Work instruction:
Where in the listing does the string "policy" appear? Copy every line that holds it.

Data for analysis:
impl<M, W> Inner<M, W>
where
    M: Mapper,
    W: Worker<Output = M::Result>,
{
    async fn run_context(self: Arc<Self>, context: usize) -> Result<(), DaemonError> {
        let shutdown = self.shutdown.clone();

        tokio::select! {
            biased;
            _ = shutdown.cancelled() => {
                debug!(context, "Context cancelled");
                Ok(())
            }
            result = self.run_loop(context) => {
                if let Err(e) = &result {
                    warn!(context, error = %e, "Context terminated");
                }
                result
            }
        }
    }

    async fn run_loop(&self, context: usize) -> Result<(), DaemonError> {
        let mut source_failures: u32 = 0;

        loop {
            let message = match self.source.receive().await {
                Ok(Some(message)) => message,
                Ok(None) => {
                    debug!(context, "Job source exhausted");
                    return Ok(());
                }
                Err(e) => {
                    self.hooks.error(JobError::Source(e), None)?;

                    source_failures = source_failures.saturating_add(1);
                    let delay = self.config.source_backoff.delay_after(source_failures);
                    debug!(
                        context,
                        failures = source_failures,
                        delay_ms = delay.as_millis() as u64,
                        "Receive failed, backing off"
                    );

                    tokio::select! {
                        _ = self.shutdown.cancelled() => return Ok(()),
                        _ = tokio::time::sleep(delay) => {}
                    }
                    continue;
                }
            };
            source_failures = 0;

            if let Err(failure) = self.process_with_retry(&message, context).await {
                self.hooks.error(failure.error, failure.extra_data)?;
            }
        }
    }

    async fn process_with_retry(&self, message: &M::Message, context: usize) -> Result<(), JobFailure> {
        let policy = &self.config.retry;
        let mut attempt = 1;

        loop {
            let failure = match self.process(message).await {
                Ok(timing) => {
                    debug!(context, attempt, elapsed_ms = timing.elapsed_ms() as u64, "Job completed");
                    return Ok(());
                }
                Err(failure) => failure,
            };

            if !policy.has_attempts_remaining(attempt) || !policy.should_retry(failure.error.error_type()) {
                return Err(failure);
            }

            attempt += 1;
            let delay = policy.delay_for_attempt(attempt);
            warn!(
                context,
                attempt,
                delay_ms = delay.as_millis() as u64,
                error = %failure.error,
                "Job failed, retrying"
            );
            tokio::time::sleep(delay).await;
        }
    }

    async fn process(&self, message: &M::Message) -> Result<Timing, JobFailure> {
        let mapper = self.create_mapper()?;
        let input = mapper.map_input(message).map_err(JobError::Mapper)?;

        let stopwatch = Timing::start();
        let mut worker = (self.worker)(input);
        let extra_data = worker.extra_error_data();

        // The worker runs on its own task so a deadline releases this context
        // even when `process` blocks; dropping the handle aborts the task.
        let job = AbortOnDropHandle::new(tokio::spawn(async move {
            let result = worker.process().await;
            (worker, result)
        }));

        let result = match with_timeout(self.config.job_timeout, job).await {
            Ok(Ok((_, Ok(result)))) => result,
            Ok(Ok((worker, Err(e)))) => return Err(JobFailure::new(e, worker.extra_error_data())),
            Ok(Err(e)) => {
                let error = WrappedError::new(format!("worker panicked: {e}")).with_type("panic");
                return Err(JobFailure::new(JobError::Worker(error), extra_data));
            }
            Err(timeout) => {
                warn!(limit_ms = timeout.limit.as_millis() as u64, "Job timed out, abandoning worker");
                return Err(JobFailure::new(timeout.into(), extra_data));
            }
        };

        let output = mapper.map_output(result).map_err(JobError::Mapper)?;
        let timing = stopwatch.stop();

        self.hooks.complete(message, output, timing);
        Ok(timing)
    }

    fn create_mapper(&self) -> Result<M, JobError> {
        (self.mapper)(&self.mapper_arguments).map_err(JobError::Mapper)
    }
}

Task output:
        let policy = &self.config.retry;
            if !policy.has_attempts_remaining(attempt) || !policy.should_retry(failure.error.error_type()) {
            let delay = policy.delay_for_attempt(attempt);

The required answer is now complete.